* [What needs to be done]:
Your answer must consist of every line from the data below that includes the word "application".

* [Data for this task]:
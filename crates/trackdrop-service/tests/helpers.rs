//! Shared test helpers for service integration tests.

use std::sync::Arc;
use std::time::{Duration, SystemTime};

use chrono::Utc;
use tempfile::TempDir;

use trackdrop_core::config::storage::StorageConfig;
use trackdrop_entity::ShareRecord;
use trackdrop_service::{LibraryService, ShareLinkService, ShareStore};
use trackdrop_storage::PathResolver;

/// Base URL the embedding server would pass per request.
pub const BASE_URL: &str = "http://localhost:50000";

/// Test application context over a temporary storage root.
pub struct TestApp {
    /// Keeps the temp tree alive for the test's duration.
    _tmp: TempDir,
    /// Resolver over the temp storage root.
    pub resolver: Arc<PathResolver>,
    /// Direct handle on the persisted store for assertions.
    pub store: ShareStore,
    /// Share link service under test.
    pub shares: ShareLinkService,
    /// Library service under test.
    pub library: LibraryService,
}

impl TestApp {
    /// Create a new test application.
    pub async fn new() -> Self {
        let tmp = tempfile::tempdir().expect("Failed to create temp dir");
        let uploads = tmp.path().join("uploads");
        let store_path = tmp.path().join("shared_links.json");

        let resolver = Arc::new(
            PathResolver::new(uploads.to_str().unwrap())
                .await
                .expect("Failed to init resolver"),
        );

        let shares = ShareLinkService::new(Arc::clone(&resolver), ShareStore::new(&store_path));
        let library = LibraryService::new(Arc::clone(&resolver), StorageConfig::default());

        Self {
            resolver: Arc::clone(&resolver),
            store: ShareStore::new(&store_path),
            shares,
            library,
            _tmp: tmp,
        }
    }

    /// A library service with a custom upload size cap, over the same root.
    pub fn library_with_max_upload(&self, max_upload_size_bytes: u64) -> LibraryService {
        let config = StorageConfig {
            max_upload_size_bytes,
            ..StorageConfig::default()
        };
        LibraryService::new(Arc::clone(&self.resolver), config)
    }

    /// Write a file at a relative path, with an mtime `age_secs` in the past.
    pub fn write_file(&self, relative: &str, age_secs: u64) {
        let path = self.resolver.root().join(relative);
        if let Some(parent) = path.parent() {
            std::fs::create_dir_all(parent).unwrap();
        }
        std::fs::write(&path, b"audio-bytes").unwrap();

        let mtime = SystemTime::now() - Duration::from_secs(age_secs);
        let file = std::fs::File::options().write(true).open(&path).unwrap();
        file.set_modified(mtime).unwrap();
    }

    /// Create a directory (and ancestors) at a relative path.
    pub fn mkdir(&self, relative: &str) {
        std::fs::create_dir_all(self.resolver.root().join(relative)).unwrap();
    }

    /// Whether anything exists at a relative path.
    pub fn exists(&self, relative: &str) -> bool {
        self.resolver.root().join(relative).exists()
    }
}

/// A record whose expiry already passed, as an old deployment would have
/// persisted it.
pub fn expired_record(item_name: &str, is_directory: bool) -> ShareRecord {
    ShareRecord {
        link_name: "Old link".to_string(),
        item_name: item_name.to_string(),
        is_directory,
        creation_date: Utc::now() - chrono::Duration::hours(50),
        expiry_date: Utc::now() - chrono::Duration::hours(2),
    }
}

* [Written response]:
/// Test application context over a temporary storage root.
    /// Create a new test application.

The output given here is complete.